Given that a street name is a fact and it can be found in a variety of places (eg. real estate sites, council sub division applications, council/state map data, various online map sites) I am wondering if there is any issue here at all?
http://www.davies.com.au/ip-news/channel-nines-copyright-case-against-icetv-goes-to-water
http://www.nointrigue.com/blog/2009/04/25/icetv-v-nine-network-australia-case-note-and-analysis/

Still makes me feel better that obtaining a street name from elsewhere is not a violation of copyright in Australia. The drawing of roads based on another map though I think might be marginal.

At the end of the day, these other sources, both digital or paper based, intentionally add misspelt or fake names and this is what can be used to say that there has been an infringement.
Some editors in other countries have purposely added false things in the Waze map and these have appeared in other maps. :wink:

Which is pretty much why I said this:

For new subdivisions I often google for the council sub-division maps or approval and then compare against other map sources. In any case in Australia you aren’t infringing if the information you obtain is a fact only if you take the “original” work of another and use it. This is why I suggested drawing a map based on someone else’s map would not be acceptable as that other organisation has created an original work in their map. However for the street names they have just obtained that from another government source themselves. They can’t then copyright that fact.

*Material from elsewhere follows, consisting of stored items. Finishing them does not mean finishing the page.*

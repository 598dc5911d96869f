//! Error types for routing operations.

use thiserror::Error;

/// Errors that can occur opening and driving channels.
#[derive(Debug, Error)]
pub enum RouteError {
    /// The pseudo-URL names no registered driver.
    #[error("unknown driver in '{0}' (format is [driver:]location)")]
    UnknownDriver(String),

    /// The pseudo-URL does not fit the driver's address grammar.
    #[error("bad address '{url}': {reason}")]
    BadAddress {
        /// The offending pseudo-URL.
        url: String,
        /// What the driver expected.
        reason: &'static str,
    },

    /// The location does not exist and creation was not permitted
    /// (`keep` of 0).
    #[error("'{0}' does not exist and keep=0 forbids creation")]
    NoSuchLocation(String),

    /// The channel does not support the requested operation.
    #[error("operation not supported on '{0}' channels")]
    Unsupported(&'static str),

    /// A template expansion met an unknown `%` token.
    #[error("unknown expansion token '%{0}'")]
    BadToken(char),

    /// The pending buffer could not be drained to the driver.
    #[error("cannot write to '{url}', {kept} bytes kept in the buffer")]
    FlushFailed {
        /// The route's pseudo-URL.
        url: String,
        /// Bytes still pending.
        kept: usize,
    },

    /// Underlying I/O failure.
    #[error(transparent)]
    Io(#[from] std::io::Error),

    /// Failure in the ring layer behind a ring channel.
    #[error(transparent)]
    Ring(#[from] ringstore::RingError),

    /// Failure in the store layer.
    #[error(transparent)]
    Store(#[from] diskstore::StoreError),

    /// Failure scanning or rendering a table.
    #[error(transparent)]
    Table(#[from] tabular::TableError),
}
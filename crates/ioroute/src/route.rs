//! The router: pseudo-URL parsing, the driver registry and open routes.
//!
//! A route bundles the opened channel with an unsent byte buffer; all
//! writes accumulate until `flush`, `twrite` or `close`. A failed
//! explicit flush keeps the buffer for retry; `close` drains what it
//! can and discards the rest, reporting the loss.

use crate::driver::{Access, Channel, Driver, OpenRequest, Tell};
use crate::error::RouteError;
use crate::rt_file::FileDriver;
use crate::rt_null::NullDriver;
use crate::rt_ring::RingDriver;
use crate::rt_std::{StderrDriver, StdinDriver, StdoutDriver};
use std::ffi::CStr;
use tabular::{OrdMap, Table};

/// Router-wide settings fed to drivers and template expansion.
#[derive(Debug, Clone)]
pub struct RouterConfig {
    /// Directory substituted for `%v` in templated pseudo-URLs.
    pub var_dir: String,
    /// Job name substituted for `%j` in templated pseudo-URLs.
    pub jobname: String,
}

impl Default for RouterConfig {
    fn default() -> Self {
        Self {
            var_dir: "var".to_string(),
            jobname: String::new(),
        }
    }
}

/// The driver registry and open entry point.
pub struct Router {
    drivers: OrdMap<String, Box<dyn Driver>>,
    config: RouterConfig,
}

impl Router {
    /// An empty router; register drivers before opening.
    pub fn new(config: RouterConfig) -> Self {
        Self {
            drivers: OrdMap::new(),
            config,
        }
    }

    /// A router with the core drivers registered: `stdin`, `stdout`,
    /// `stderr`, `file` (append), `fileov` (overwrite), `none` and
    /// `ring`.
    pub fn with_core_drivers(config: RouterConfig) -> Self {
        let mut router = Self::new(config);
        router.register(Box::new(StdinDriver));
        router.register(Box::new(StdoutDriver));
        router.register(Box::new(StderrDriver));
        router.register(Box::new(FileDriver::append()));
        router.register(Box::new(FileDriver::overwrite()));
        router.register(Box::new(NullDriver));
        router.register(Box::new(RingDriver::default()));
        router
    }

    /// Registers a driver, replacing any holder of the same prefix.
    pub fn register(&mut self, mut driver: Box<dyn Driver>) {
        driver.init(&self.config);
        self.drivers.insert(driver.prefix().to_string(), driver);
    }

    /// Removes a driver. Returns false when the prefix was free.
    pub fn unregister(&mut self, prefix: &str) -> bool {
        match self.drivers.remove(&prefix.to_string()) {
            Some(mut driver) => {
                driver.fini();
                true
            }
            None => false,
        }
    }

    /// (prefix, description) of every registered driver, in prefix
    /// order.
    pub fn registered(&self) -> Vec<(String, String)> {
        self.drivers
            .iter()
            .map(|(p, d)| (p.clone(), d.description().to_string()))
            .collect()
    }

    /// Splits a pseudo-URL into prefix and suffix. An address without a
    /// colon is taken as `file:`.
    fn split(url: &str) -> (&str, &str) {
        match url.split_once(':') {
            Some((prefix, suffix)) => (prefix, suffix),
            None => ("file", url),
        }
    }

    fn driver(&self, url: &str) -> Result<(&dyn Driver, String), RouteError> {
        let (prefix, suffix) = Self::split(url);
        self.drivers
            .get(&prefix.to_string())
            .map(|d| (d.as_ref(), suffix.to_string()))
            .ok_or_else(|| RouteError::UnknownDriver(url.to_string()))
    }

    /// Probes whether the location behind `url` is accessible.
    pub fn access(&self, url: &str, mode: Access) -> bool {
        match self.driver(url) {
            Ok((driver, suffix)) => driver.access(&suffix, mode),
            Err(_) => false,
        }
    }

    /// Opens a route. `keep` of 0 means existing locations only.
    pub fn open(
        &self,
        url: &str,
        comment: &str,
        password: Option<&str>,
        keep: u32,
    ) -> Result<Route, RouteError> {
        let (driver, suffix) = self.driver(url)?;
        let req = OpenRequest {
            url,
            suffix: &suffix,
            comment,
            password,
            keep,
        };
        let channel = driver.open(&req)?;
        Ok(Route {
            url: url.to_string(),
            channel,
            pending: Vec::new(),
        })
    }

    /// Expands `%` tokens then opens: `%j` the configured jobname, `%h`
    /// host, `%m` domain, `%f` fqdn, `%d` duration, `%v` the var
    /// directory.
    pub fn open_t(
        &self,
        url: &str,
        comment: &str,
        password: Option<&str>,
        keep: u32,
        duration: u32,
    ) -> Result<Route, RouteError> {
        let expanded = self.expand(url, duration)?;
        self.open(&expanded, comment, password, keep)
    }

    /// Token expansion used by [`open_t`](Self::open_t).
    pub fn expand(&self, url: &str, duration: u32) -> Result<String, RouteError> {
        let mut out = String::with_capacity(url.len());
        let mut chars = url.chars();
        while let Some(c) = chars.next() {
            if c != '%' {
                out.push(c);
                continue;
            }
            match chars.next() {
                Some('j') => out.push_str(&self.config.jobname),
                Some('h') => out.push_str(&hostname_short()),
                Some('m') => out.push_str(&domainname()),
                Some('f') => out.push_str(&hostname_full()),
                Some('d') => out.push_str(&duration.to_string()),
                Some('v') => out.push_str(&self.config.var_dir),
                Some('%') => out.push('%'),
                Some(other) => return Err(RouteError::BadToken(other)),
                None => return Err(RouteError::BadToken('%')),
            }
        }
        Ok(out)
    }

    /// Opens a source, reads its latest message and closes it: the
    /// whole file for file channels, the youngest sample for rings.
    pub fn read(&self, url: &str, password: Option<&str>) -> Result<Vec<u8>, RouteError> {
        let mut route = self.open(url, "", password, 0)?;
        let tell = route.tell()?;
        let buffers = route.channel.read(tell.seq, 0)?;
        route.close()?;
        Ok(buffers.concat())
    }

    /// As [`read`](Self::read), materialized as a table.
    pub fn tread(&self, url: &str, password: Option<&str>) -> Result<Table, RouteError> {
        let mut route = self.open(url, "", password, 0)?;
        let tell = route.tell()?;
        let tab = route.channel.tread(tell.seq, 0)?;
        route.close()?;
        Ok(tab)
    }
}

/// One open channel plus its unsent buffer.
pub struct Route {
    url: String,
    channel: Box<dyn Channel>,
    pending: Vec<u8>,
}

impl Route {
    /// The pseudo-URL this route was opened from.
    pub fn url(&self) -> &str {
        &self.url
    }

    /// Queues bytes for sending; [`flush`](Self::flush) or close
    /// completes the write. Returns the number queued.
    pub fn write(&mut self, bytes: &[u8]) -> usize {
        self.pending.extend_from_slice(bytes);
        bytes.len()
    }

    /// Queues text for sending.
    pub fn print(&mut self, text: &str) -> usize {
        self.write(text.as_bytes())
    }

    /// Bytes queued but not yet sent.
    pub fn pending(&self) -> &[u8] {
        &self.pending
    }

    /// Drops the pending buffer without sending it.
    pub fn kill_buffer(&mut self) {
        self.pending.clear();
    }

    /// Drains the pending buffer to the driver. On failure the buffer
    /// is kept so the caller may retry.
    pub fn flush(&mut self) -> Result<(), RouteError> {
        if self.pending.is_empty() {
            return Ok(());
        }
        match self.channel.write(&self.pending) {
            Ok(n) if n == self.pending.len() => {
                self.pending.clear();
                Ok(())
            }
            Ok(n) => {
                // partial write: keep the unsent tail
                self.pending.drain(..n);
                Err(RouteError::FlushFailed {
                    url: self.url.clone(),
                    kept: self.pending.len(),
                })
            }
            Err(_) => Err(RouteError::FlushFailed {
                url: self.url.clone(),
                kept: self.pending.len(),
            }),
        }
    }

    /// Flushes, then writes the table through the driver's native
    /// table path.
    pub fn twrite(&mut self, tab: &Table) -> Result<(), RouteError> {
        self.flush()?;
        self.channel.twrite(tab)
    }

    /// See [`Channel::tell`].
    pub fn tell(&mut self) -> Result<Tell, RouteError> {
        self.channel.tell()
    }

    /// See [`Channel::read`].
    pub fn read(&mut self, seq: i64, offset: i64) -> Result<Vec<Vec<u8>>, RouteError> {
        self.channel.read(seq, offset)
    }

    /// See [`Channel::tread`].
    pub fn tread(&mut self, seq: i64, offset: i64) -> Result<Table, RouteError> {
        self.channel.tread(seq, offset)
    }

    /// Flushes and closes. Unsendable bytes are discarded; the error
    /// reports how many were lost.
    pub fn close(mut self) -> Result<(), RouteError> {
        let result = self.flush();
        if result.is_err() {
            self.pending.clear();
        }
        result
    }
}

// ---------------------------------------------------------------------
// HOST IDENTITY (for %h, %m, %f)
// ---------------------------------------------------------------------

fn uname_node() -> String {
    let mut buf: libc::utsname = unsafe { std::mem::zeroed() };
    if unsafe { libc::uname(&mut buf) } != 0 {
        return String::new();
    }
    unsafe { CStr::from_ptr(buf.nodename.as_ptr()) }
        .to_string_lossy()
        .into_owned()
}

fn hostname_full() -> String {
    uname_node()
}

fn hostname_short() -> String {
    let full = uname_node();
    full.split('.').next().unwrap_or("").to_string()
}

fn domainname() -> String {
    let full = uname_node();
    match full.split_once('.') {
        Some((_, domain)) => domain.to_string(),
        None => String::new(),
    }
}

Adding street names from google makes me nervous,

especially when I have had pending name change requests in the pending queue of doom for a while o_o

I don’t trust Google to get those right.

I would just cross refer to other sources (eg. development applications, real estate sales) and if they all agree then I would go with what you see in streetview. If they don’t then you are going to have to make your own assessment about what you believe the street name to be or leave it blank. Again though, the name of the street is a fact and is not copyrightable in Australia.